Abstract

Ultra-strong emission-line galaxies (USELs) with extremely high equivalent widths (EW(Hβ) ≳ 30 Å) can be used to pick out galaxies of extremely low metallicity in the z = 0–1 redshift range. Large numbers of these objects are easily detected in deep narrow band searches. Since most have detectable [O iii]λ4363, their metallicities can be determined using the direct method. These large samples hold out the possibility for determining whether there is a metallicity floor for the galaxy population. In this, the second of our papers on the topic, we describe the results of an extensive spectroscopic follow-up of the Kakazu et al. catalog of 542 USELs carried out with the DEIMOS spectrograph on Keck. We have obtained high S/N spectra of 348 galaxies. The two lowest metallicity galaxies in our sample have 12 + log(O/H) = 6.97 ± 0.17 and 7.25 ± 0.03—values comparable to the lowest metallicity galaxies found to date.
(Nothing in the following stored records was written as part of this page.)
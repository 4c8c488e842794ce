use crate::library::{
    frame_scoring::{sharpness, DuplicateDetector},
    img_ops::{to_gray, RgbImgBuf},
    FilterConfig,
};

#[derive(Debug, Clone, Copy, PartialEq)]
pub enum FrameVerdict {
    Accepted { sharpness: f64, similarity: f64 },
    RejectedBlur { sharpness: f64 },
    RejectedDuplicate { sharpness: f64, similarity: f64 },
}

/// Decides, frame by frame, whether a video's frames are kept.
///
/// Frames must be fed in increasing index order. Blur is checked first, so
/// blurry frames are never compared for similarity. Only an accepted frame
/// becomes the new duplicate reference, and it does so before `evaluate`
/// returns.
pub struct FrameSelector {
    sharpness_threshold: f64,
    duplicate_threshold: f64,
    detector: DuplicateDetector,
}

impl FrameSelector {
    pub fn new(cfg: &FilterConfig) -> Self {
        Self {
            sharpness_threshold: cfg.sharpness_threshold() as f64,
            duplicate_threshold: cfg.duplicate_threshold(),
            detector: DuplicateDetector::new(),
        }
    }

    pub fn evaluate(&mut self, image: &RgbImgBuf) -> FrameVerdict {
        let gray = to_gray(image);

        let sharpness = sharpness(&gray);
        if sharpness < self.sharpness_threshold {
            return FrameVerdict::RejectedBlur { sharpness };
        }

        let prepared = DuplicateDetector::prepare(gray);
        let similarity = self.detector.similarity(&prepared);

        //with no reference, similarity is 0.0 but a threshold of 0.0 would still match it.
        if self.detector.has_reference() && similarity >= self.duplicate_threshold {
            return FrameVerdict::RejectedDuplicate { sharpness, similarity };
        }

        self.detector.set_reference(prepared);
        FrameVerdict::Accepted { sharpness, similarity }
    }
}
//! Checkout request validation. All rules are checked and every failure is
//! reported; nothing short-circuits on the first bad field.

use once_cell::sync::Lazy;
use regex::Regex;
use rust_decimal::prelude::FromPrimitive;
use rust_decimal::Decimal;

use storefront_models::checkout::CheckoutRequest;
use storefront_models::ShippingMethod;

use super::catalog::{self, Product};

// Permissive on purpose: one @, no whitespace, a dot somewhere in the domain.
static EMAIL_RE: Lazy<Regex> =
    Lazy::new(|| Regex::new(r"^[^\s@]+@[^\s@]+\.[^\s@]+$").expect("email pattern compiles"));

pub fn is_valid_email(email: &str) -> bool {
    EMAIL_RE.is_match(email)
}

/// A checkout request that passed validation, with everything the pricing
/// engine needs resolved to concrete values.
#[derive(Debug, Clone)]
pub struct ValidCheckout {
    pub product: &'static Product,
    pub quantity: Decimal,
    pub email: String,
    pub shipping_method: ShippingMethod,
}

pub fn validate_checkout(request: &CheckoutRequest) -> Result<ValidCheckout, Vec<String>> {
    let mut errors = Vec::new();

    let product_id = request
        .product_id
        .as_deref()
        .filter(|id| !id.is_empty())
        .unwrap_or(catalog::PRIMARY_PRODUCT_ID);
    let product = catalog::product(product_id);
    if product.is_none() {
        errors.push("Invalid productId.".to_string());
    }

    let quantity = request
        .quantity
        .as_ref()
        .and_then(|value| value.as_f64())
        .filter(|q| q.is_finite() && (1.0..=99.0).contains(q))
        .and_then(Decimal::from_f64);
    if quantity.is_none() {
        errors.push("Quantity must be between 1 and 99.".to_string());
    }

    let email = request.email.as_deref().filter(|email| is_valid_email(email));
    if email.is_none() {
        errors.push("A valid email is required.".to_string());
    }

    match (product, quantity, email) {
        (Some(product), Some(quantity), Some(email)) => Ok(ValidCheckout {
            product,
            quantity,
            email: email.to_string(),
            shipping_method: ShippingMethod::resolve(request.shipping_method.as_deref()),
        }),
        _ => Err(errors),
    }
}

#[cfg(test)]
mod tests {
    use super::*;
    use serde_json::json;

    fn request(body: serde_json::Value) -> CheckoutRequest {
        serde_json::from_value(body).unwrap()
    }

    #[test]
    fn test_email_pattern() {
        assert!(is_valid_email("buyer@example.com"));
        assert!(is_valid_email("a@b.co"));
        assert!(!is_valid_email("not-an-email"));
        assert!(!is_valid_email("a@b"));
        assert!(!is_valid_email("a b@c.com"));
        assert!(!is_valid_email("a@b c.com"));
    }

    #[test]
    fn test_valid_request_defaults_product_and_method() {
        let valid = validate_checkout(&request(json!({
            "quantity": 2,
            "email": "buyer@example.com"
        })))
        .unwrap();

        assert_eq!(valid.product.id, "muscle-recovery");
        assert_eq!(valid.quantity, Decimal::from(2));
        assert_eq!(valid.shipping_method, ShippingMethod::Standard);
    }

    #[test]
    fn test_empty_product_id_falls_back_to_catalog_item() {
        let valid = validate_checkout(&request(json!({
            "productId": "",
            "quantity": 1,
            "email": "buyer@example.com"
        })))
        .unwrap();
        assert_eq!(valid.product.id, "muscle-recovery");
    }

    #[test]
    fn test_collects_every_violation() {
        let errors = validate_checkout(&request(json!({
            "productId": "creatine",
            "quantity": 0,
            "email": "nope"
        })))
        .unwrap_err();

        assert_eq!(errors.len(), 3);
        assert!(errors.iter().any(|e| e == "Invalid productId."));
        assert!(errors.iter().any(|e| e == "Quantity must be between 1 and 99."));
        assert!(errors.iter().any(|e| e == "A valid email is required."));
    }

    #[test]
    fn test_quantity_bounds_and_types() {
        for quantity in [json!(0), json!(100), json!("6"), json!(null)] {
            let errors = validate_checkout(&request(json!({
                "quantity": quantity,
                "email": "buyer@example.com"
            })))
            .unwrap_err();
            assert_eq!(errors, vec!["Quantity must be between 1 and 99.".to_string()]);
        }

        assert!(validate_checkout(&request(json!({
            "quantity": 99,
            "email": "buyer@example.com"
        })))
        .is_ok());
    }

    #[test]
    fn test_missing_email_is_reported() {
        let errors = validate_checkout(&request(json!({ "quantity": 1 }))).unwrap_err();
        assert_eq!(errors, vec!["A valid email is required.".to_string()]);
    }
}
We determine an empirical relation between metallicity and the R23 parameter for our sample, and we compare this to the relationship for low-redshift galaxies. The determined metallicity–luminosity relation for this sample is compared with that of magnitude selected samples in the same redshift range. The emission-line-selected galaxies show a metal–luminosity relation where the metallicity decreases with luminosity, and they appear to define the lower bound of the galaxy metallicity distribution at a given continuum luminosity. We also compute the Hα luminosity function of the USELs as a function of redshift and use this to compute an upper bound on the Lyα emitter luminosity function over the z = 0–1 redshift range.